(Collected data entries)
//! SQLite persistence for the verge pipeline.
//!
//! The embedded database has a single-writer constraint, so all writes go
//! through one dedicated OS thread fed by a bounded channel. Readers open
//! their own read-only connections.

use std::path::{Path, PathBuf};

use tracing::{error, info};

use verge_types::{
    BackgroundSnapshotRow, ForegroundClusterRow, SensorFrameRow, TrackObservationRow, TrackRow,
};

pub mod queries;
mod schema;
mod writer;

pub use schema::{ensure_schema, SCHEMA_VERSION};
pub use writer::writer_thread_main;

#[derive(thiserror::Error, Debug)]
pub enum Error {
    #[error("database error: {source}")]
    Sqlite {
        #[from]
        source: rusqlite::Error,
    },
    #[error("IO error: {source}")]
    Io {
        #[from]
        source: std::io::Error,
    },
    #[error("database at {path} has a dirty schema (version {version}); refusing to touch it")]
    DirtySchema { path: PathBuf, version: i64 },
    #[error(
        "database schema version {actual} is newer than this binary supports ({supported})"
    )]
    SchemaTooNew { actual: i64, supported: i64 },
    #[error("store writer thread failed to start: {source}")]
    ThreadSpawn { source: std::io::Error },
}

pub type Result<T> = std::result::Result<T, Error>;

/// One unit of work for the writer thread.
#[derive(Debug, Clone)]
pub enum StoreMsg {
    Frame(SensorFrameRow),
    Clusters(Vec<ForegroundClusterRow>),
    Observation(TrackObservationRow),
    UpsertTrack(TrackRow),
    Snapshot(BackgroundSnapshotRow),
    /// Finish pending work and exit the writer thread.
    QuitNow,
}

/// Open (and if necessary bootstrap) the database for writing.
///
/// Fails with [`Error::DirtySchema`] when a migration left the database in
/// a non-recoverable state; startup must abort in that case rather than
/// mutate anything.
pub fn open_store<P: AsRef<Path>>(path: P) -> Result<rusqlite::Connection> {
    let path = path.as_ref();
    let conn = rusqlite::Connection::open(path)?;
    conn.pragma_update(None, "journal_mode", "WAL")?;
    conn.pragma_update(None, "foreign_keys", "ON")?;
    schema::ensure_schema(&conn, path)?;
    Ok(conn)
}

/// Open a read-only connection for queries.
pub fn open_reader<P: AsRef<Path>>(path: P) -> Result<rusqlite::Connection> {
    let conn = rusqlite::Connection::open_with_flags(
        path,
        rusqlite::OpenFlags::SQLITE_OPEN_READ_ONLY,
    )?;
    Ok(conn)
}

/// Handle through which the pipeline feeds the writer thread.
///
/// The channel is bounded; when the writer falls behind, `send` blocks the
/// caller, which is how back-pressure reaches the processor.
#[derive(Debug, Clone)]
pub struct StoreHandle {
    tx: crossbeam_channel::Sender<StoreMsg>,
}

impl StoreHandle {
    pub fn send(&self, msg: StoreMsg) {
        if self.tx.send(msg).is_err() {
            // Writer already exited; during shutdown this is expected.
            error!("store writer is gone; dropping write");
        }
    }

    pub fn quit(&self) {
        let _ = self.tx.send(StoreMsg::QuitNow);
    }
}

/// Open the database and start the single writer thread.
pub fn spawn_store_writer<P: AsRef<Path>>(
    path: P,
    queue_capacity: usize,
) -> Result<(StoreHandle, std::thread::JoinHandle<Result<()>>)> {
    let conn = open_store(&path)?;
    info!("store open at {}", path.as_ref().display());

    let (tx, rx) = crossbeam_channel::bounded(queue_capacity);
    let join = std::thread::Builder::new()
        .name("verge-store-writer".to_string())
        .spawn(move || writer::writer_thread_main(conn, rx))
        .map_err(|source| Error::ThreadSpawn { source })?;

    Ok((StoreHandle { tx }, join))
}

--

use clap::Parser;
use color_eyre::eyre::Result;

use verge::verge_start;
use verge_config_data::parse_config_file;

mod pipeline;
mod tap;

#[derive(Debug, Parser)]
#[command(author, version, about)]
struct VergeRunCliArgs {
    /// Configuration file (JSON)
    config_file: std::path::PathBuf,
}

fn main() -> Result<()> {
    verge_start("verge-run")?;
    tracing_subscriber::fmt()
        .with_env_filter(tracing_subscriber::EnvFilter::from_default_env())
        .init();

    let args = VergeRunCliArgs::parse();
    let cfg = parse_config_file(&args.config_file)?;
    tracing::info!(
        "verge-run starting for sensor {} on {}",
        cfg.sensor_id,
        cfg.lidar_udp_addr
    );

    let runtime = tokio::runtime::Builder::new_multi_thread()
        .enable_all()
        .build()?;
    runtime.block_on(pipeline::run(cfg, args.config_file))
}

...

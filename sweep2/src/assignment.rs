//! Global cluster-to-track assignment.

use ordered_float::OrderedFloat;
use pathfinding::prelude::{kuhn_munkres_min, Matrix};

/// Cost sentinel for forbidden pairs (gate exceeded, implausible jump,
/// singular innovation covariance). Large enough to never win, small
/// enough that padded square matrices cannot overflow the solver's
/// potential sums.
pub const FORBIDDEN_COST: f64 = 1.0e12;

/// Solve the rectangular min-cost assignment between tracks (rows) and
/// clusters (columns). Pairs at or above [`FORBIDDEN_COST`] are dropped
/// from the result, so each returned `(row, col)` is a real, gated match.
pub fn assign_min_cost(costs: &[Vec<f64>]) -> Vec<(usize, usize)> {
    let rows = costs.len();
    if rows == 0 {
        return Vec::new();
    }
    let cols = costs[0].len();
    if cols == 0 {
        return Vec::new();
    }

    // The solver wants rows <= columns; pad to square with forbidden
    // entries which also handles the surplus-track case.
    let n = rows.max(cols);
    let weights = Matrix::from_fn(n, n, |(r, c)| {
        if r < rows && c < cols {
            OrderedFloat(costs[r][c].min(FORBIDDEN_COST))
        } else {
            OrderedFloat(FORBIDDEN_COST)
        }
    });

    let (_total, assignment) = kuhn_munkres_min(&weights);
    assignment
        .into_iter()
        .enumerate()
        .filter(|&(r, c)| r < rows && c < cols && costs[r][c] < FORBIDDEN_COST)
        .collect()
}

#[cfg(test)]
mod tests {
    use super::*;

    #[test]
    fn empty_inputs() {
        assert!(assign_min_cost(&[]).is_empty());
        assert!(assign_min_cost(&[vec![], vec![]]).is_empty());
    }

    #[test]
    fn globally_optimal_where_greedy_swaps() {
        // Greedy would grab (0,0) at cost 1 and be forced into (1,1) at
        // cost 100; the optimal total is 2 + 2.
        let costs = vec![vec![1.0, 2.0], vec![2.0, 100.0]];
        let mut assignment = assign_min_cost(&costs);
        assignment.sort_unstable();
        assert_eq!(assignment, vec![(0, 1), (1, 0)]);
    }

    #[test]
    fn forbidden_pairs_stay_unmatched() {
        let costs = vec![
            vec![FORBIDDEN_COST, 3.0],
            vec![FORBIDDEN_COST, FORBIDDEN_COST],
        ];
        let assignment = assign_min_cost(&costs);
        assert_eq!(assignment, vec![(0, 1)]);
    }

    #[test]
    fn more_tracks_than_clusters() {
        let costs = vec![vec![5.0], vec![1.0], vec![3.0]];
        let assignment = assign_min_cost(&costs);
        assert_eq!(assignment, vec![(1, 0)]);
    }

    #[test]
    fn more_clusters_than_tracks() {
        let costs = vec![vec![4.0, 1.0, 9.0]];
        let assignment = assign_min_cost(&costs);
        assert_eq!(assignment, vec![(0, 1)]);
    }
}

▸ **Problem statement**:
Lines holding the word "VergeRunCliArgs" are the answer; copy every one from the records above.

▸ **Output of the task**:
struct VergeRunCliArgs {
    let args = VergeRunCliArgs::parse();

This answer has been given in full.